In the entries below, find the line with "repository c578ddfb0178ffcb" and print exactly every line from there up to and including the line with "QuotaKey::new(&self.dimension, identifier)", with no other lines.

== Segment start ==

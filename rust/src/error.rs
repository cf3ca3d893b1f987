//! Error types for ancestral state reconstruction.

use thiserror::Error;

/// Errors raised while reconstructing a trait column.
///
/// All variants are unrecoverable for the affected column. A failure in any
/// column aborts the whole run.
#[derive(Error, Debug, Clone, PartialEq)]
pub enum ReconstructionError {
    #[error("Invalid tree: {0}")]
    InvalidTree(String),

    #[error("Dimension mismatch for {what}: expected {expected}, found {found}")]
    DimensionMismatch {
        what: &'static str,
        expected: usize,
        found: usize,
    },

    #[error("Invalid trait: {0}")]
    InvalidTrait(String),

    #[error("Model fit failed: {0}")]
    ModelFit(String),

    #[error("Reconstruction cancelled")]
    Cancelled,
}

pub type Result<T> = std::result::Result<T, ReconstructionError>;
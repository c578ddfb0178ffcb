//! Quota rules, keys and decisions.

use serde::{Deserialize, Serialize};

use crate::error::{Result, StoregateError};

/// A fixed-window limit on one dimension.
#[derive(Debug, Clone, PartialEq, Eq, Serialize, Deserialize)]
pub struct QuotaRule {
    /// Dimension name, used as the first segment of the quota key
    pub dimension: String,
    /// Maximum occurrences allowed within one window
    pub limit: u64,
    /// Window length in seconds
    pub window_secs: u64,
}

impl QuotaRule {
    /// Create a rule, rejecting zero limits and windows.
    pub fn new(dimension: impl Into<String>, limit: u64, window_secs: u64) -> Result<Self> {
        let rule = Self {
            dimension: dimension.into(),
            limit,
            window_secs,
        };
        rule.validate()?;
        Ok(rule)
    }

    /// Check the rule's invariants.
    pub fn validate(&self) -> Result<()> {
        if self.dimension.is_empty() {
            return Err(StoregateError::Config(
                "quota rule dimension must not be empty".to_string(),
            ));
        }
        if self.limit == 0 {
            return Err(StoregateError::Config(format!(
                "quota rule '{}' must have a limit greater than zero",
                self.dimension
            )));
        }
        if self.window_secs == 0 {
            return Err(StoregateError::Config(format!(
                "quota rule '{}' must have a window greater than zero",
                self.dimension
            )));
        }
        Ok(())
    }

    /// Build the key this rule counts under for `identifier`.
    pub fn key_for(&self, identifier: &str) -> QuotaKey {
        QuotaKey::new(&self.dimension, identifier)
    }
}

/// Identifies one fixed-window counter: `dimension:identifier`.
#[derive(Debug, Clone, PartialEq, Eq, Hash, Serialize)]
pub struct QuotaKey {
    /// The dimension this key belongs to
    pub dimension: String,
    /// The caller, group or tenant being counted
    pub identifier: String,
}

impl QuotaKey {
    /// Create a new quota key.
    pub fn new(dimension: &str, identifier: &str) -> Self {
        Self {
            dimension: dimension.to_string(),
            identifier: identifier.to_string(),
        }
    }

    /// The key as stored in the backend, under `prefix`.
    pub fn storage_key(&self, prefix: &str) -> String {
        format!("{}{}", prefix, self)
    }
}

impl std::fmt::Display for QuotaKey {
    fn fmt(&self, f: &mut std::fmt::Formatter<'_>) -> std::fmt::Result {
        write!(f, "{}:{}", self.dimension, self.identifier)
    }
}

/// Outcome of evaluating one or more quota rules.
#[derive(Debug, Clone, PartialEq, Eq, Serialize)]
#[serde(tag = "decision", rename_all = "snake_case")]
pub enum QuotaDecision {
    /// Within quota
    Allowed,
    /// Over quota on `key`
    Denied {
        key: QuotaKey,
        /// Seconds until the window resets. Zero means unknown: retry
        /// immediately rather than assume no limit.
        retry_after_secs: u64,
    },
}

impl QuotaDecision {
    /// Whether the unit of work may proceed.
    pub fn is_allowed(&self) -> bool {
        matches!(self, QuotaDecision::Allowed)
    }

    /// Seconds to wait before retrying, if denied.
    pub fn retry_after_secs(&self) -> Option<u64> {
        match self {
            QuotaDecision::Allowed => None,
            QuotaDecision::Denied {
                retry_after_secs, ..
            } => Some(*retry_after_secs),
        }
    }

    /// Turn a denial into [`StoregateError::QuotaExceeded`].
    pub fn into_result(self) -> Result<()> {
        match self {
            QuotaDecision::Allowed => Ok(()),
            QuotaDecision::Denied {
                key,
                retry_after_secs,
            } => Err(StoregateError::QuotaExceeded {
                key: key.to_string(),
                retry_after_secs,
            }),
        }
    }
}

== Segment end ==

--- COMPLETED EXERCISE ---
repository c578ddfb0178ffcb
//! Quota rules, keys and decisions.

use serde::{Deserialize, Serialize};

use crate::error::{Result, StoregateError};

/// A fixed-window limit on one dimension.
#[derive(Debug, Clone, PartialEq, Eq, Serialize, Deserialize)]
pub struct QuotaRule {
    /// Dimension name, used as the first segment of the quota key
    pub dimension: String,
    /// Maximum occurrences allowed within one window
    pub limit: u64,
    /// Window length in seconds
    pub window_secs: u64,
}

impl QuotaRule {
    /// Create a rule, rejecting zero limits and windows.
    pub fn new(dimension: impl Into<String>, limit: u64, window_secs: u64) -> Result<Self> {
        let rule = Self {
            dimension: dimension.into(),
            limit,
            window_secs,
        };
        rule.validate()?;
        Ok(rule)
    }

    /// Check the rule's invariants.
    pub fn validate(&self) -> Result<()> {
        if self.dimension.is_empty() {
            return Err(StoregateError::Config(
                "quota rule dimension must not be empty".to_string(),
            ));
        }
        if self.limit == 0 {
            return Err(StoregateError::Config(format!(
                "quota rule '{}' must have a limit greater than zero",
                self.dimension
            )));
        }
        if self.window_secs == 0 {
            return Err(StoregateError::Config(format!(
                "quota rule '{}' must have a window greater than zero",
                self.dimension
            )));
        }
        Ok(())
    }

    /// Build the key this rule counts under for `identifier`.
    pub fn key_for(&self, identifier: &str) -> QuotaKey {
        QuotaKey::new(&self.dimension, identifier)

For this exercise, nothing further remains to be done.